§ Work instructions:
Report the lines of the material that carry the string "slave".

§ The input:
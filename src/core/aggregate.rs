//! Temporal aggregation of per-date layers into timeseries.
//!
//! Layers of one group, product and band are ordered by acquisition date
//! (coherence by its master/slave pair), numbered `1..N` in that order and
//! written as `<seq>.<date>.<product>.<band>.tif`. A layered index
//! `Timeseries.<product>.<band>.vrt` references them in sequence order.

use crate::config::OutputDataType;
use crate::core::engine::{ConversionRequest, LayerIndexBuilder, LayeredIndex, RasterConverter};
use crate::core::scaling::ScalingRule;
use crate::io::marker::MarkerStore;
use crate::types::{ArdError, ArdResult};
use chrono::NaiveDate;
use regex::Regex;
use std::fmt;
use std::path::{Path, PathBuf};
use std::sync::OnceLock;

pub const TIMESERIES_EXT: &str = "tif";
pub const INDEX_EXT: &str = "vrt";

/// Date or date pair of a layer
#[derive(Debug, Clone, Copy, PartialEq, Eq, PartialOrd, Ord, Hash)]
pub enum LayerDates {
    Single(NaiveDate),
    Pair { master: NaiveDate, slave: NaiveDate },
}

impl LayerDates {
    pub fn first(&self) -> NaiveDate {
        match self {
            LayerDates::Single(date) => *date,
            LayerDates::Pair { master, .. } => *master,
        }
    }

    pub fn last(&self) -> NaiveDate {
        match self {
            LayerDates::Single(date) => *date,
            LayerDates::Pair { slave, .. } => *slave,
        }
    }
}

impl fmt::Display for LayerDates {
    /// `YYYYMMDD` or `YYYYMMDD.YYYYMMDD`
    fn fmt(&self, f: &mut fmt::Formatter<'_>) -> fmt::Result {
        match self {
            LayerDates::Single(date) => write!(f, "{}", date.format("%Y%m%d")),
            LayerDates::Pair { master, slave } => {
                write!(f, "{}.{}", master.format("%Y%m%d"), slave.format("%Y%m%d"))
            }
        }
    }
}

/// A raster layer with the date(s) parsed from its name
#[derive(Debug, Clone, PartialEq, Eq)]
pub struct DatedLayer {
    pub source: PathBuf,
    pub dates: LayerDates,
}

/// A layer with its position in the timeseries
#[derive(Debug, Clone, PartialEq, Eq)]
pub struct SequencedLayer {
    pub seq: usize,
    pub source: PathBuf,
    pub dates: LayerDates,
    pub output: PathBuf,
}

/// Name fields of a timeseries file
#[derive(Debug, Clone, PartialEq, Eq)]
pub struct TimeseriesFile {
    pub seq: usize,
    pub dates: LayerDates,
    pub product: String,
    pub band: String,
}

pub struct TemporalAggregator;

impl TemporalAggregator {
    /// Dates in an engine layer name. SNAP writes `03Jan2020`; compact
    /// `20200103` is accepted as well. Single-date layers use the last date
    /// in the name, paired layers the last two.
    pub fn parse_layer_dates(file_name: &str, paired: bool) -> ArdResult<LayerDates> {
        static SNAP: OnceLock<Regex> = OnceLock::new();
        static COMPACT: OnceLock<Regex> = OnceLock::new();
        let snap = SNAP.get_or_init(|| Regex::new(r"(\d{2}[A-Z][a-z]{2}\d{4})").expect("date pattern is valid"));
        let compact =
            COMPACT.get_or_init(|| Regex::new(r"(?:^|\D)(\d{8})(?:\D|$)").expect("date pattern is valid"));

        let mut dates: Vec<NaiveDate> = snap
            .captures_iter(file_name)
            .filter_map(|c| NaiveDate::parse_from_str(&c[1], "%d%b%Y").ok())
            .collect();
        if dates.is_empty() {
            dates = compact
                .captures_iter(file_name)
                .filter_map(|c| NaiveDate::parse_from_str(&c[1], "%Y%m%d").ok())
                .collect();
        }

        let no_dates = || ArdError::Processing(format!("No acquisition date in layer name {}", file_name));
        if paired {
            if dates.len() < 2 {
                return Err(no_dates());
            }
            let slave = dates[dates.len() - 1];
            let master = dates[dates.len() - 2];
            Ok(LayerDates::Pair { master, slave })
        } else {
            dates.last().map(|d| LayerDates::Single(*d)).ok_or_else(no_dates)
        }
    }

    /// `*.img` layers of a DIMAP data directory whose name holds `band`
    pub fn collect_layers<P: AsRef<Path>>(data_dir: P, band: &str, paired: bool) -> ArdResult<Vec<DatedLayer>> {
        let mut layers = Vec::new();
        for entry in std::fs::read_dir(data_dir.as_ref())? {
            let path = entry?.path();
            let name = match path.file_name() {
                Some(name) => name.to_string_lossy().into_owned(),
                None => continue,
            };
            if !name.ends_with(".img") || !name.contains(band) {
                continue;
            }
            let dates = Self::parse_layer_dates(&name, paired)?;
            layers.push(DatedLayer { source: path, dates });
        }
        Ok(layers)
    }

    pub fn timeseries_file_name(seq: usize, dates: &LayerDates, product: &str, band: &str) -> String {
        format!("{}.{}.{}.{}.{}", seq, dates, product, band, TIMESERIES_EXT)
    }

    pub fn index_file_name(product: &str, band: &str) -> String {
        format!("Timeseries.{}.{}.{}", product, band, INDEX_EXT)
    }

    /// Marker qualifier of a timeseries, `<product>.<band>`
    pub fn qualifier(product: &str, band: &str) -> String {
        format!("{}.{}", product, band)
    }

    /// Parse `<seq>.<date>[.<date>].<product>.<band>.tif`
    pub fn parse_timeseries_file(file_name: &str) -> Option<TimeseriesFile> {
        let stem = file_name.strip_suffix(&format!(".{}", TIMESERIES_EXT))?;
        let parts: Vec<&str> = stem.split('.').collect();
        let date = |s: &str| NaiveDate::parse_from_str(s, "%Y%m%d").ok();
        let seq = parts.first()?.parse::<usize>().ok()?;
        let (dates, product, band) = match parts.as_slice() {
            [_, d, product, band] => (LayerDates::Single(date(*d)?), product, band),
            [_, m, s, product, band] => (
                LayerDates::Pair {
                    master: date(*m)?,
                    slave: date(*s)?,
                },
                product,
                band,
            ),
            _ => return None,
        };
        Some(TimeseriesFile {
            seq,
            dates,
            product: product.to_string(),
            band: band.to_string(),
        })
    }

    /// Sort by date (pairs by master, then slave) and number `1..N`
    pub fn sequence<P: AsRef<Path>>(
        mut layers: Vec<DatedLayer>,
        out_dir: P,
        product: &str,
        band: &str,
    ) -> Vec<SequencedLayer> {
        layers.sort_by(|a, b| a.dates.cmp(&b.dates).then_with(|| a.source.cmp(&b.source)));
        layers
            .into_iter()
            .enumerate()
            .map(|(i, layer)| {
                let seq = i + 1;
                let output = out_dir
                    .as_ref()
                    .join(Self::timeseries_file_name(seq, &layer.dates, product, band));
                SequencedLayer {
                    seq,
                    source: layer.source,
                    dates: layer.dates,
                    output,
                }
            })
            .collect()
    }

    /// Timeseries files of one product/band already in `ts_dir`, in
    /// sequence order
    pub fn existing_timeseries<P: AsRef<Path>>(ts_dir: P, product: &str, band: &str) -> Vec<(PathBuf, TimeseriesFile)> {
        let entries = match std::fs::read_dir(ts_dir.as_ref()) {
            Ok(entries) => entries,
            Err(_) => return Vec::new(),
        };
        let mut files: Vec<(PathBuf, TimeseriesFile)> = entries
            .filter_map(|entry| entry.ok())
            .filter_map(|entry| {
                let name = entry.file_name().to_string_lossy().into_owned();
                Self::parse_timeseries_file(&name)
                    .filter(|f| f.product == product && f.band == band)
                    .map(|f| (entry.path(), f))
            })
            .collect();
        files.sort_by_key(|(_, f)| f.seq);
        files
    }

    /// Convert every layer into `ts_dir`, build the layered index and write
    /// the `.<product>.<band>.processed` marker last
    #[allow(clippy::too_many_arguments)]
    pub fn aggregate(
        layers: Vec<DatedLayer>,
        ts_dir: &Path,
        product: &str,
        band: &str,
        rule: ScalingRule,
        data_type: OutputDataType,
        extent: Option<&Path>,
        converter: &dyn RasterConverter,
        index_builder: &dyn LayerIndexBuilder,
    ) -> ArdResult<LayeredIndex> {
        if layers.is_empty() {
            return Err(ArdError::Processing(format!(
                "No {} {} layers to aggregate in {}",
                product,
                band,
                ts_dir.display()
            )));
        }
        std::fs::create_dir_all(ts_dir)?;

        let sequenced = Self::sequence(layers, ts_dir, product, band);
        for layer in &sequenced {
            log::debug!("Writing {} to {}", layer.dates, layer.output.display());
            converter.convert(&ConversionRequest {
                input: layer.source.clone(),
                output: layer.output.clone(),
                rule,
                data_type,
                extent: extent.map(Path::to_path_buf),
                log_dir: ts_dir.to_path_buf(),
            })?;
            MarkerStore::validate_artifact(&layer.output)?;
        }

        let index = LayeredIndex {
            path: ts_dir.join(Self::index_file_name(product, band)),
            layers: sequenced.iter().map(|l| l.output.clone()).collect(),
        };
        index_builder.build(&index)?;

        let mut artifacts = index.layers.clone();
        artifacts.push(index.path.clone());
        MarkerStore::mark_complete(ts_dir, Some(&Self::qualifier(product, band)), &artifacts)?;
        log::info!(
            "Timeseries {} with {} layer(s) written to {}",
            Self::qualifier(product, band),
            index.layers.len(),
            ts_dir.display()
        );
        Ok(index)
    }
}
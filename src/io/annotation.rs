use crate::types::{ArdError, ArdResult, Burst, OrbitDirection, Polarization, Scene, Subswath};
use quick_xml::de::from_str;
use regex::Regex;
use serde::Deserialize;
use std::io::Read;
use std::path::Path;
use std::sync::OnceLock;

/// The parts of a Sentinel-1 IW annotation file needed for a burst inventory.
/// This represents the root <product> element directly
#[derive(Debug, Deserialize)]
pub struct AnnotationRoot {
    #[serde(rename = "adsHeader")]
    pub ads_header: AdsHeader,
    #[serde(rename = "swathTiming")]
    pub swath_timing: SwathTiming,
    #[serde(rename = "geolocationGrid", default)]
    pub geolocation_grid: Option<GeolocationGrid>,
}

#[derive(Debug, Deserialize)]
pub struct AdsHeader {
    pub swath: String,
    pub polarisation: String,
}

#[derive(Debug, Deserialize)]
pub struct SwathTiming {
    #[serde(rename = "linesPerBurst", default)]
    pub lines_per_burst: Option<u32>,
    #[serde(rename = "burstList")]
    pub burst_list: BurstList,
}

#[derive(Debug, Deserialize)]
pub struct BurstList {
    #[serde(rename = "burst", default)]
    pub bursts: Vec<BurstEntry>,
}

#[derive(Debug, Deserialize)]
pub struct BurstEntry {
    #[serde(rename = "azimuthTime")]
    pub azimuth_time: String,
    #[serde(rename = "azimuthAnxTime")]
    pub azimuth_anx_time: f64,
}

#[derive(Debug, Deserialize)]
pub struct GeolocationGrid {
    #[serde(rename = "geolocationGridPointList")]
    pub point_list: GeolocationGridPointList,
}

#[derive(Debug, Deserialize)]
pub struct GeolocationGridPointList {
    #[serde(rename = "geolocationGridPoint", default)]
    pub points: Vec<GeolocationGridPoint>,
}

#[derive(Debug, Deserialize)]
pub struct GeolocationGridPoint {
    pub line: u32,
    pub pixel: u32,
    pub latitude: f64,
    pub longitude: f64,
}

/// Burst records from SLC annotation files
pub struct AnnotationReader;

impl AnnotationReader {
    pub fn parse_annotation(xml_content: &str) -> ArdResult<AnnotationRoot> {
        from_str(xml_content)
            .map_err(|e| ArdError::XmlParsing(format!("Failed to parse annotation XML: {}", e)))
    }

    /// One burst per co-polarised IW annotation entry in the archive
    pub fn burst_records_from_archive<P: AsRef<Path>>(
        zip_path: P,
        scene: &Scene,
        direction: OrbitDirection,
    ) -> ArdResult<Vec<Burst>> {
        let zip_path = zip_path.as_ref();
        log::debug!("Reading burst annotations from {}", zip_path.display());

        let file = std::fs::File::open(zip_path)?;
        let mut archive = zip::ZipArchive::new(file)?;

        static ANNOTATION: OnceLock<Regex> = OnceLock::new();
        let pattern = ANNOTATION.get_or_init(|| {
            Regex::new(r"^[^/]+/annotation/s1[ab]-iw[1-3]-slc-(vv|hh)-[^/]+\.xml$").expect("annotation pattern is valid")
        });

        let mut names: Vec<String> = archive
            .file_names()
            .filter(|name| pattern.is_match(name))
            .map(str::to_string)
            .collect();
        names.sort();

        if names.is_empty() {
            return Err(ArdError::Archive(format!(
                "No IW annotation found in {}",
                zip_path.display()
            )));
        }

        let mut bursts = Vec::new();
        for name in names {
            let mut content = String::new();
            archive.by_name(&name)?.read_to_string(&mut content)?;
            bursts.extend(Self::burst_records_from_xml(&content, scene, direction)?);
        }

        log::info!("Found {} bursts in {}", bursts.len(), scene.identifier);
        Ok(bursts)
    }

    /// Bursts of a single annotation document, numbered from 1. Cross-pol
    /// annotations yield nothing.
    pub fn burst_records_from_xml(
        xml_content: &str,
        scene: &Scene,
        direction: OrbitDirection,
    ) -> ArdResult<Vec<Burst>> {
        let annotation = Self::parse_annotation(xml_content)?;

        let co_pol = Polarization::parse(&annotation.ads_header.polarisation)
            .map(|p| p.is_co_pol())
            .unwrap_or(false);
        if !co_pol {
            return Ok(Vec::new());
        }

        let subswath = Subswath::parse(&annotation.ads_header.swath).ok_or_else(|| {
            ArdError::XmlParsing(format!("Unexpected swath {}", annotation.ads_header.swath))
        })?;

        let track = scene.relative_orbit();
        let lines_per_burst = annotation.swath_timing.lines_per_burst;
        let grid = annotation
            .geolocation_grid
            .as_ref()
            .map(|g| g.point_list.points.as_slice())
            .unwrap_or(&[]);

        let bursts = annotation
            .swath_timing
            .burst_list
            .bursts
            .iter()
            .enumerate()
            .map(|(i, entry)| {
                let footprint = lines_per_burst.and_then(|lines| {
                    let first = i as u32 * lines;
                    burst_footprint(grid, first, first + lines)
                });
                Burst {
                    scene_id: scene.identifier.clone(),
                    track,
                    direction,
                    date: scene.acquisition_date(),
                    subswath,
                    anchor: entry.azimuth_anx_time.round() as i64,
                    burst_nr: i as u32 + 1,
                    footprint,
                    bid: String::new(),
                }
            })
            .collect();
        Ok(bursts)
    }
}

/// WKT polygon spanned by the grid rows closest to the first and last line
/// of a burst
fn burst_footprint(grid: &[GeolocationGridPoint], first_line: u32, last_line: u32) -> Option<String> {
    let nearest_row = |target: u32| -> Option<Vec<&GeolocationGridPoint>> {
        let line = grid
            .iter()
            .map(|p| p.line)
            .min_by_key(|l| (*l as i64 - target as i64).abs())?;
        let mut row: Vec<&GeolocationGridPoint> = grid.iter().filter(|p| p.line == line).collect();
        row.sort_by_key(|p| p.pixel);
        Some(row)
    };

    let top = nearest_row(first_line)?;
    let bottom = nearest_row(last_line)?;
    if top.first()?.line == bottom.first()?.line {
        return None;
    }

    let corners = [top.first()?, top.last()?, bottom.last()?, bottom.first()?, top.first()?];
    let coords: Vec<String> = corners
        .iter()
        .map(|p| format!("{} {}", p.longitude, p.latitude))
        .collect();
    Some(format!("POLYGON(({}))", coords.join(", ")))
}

§ Answer:
//! (coherence by its master/slave pair), numbered `1..N` in that order and
    Pair { master: NaiveDate, slave: NaiveDate },
            LayerDates::Pair { slave, .. } => *slave,
            LayerDates::Pair { master, slave } => {
                write!(f, "{}.{}", master.format("%Y%m%d"), slave.format("%Y%m%d"))
            let slave = dates[dates.len() - 1];
            Ok(LayerDates::Pair { master, slave })
                    slave: date(*s)?,
    /// Sort by date (pairs by master, then slave) and number `1..N`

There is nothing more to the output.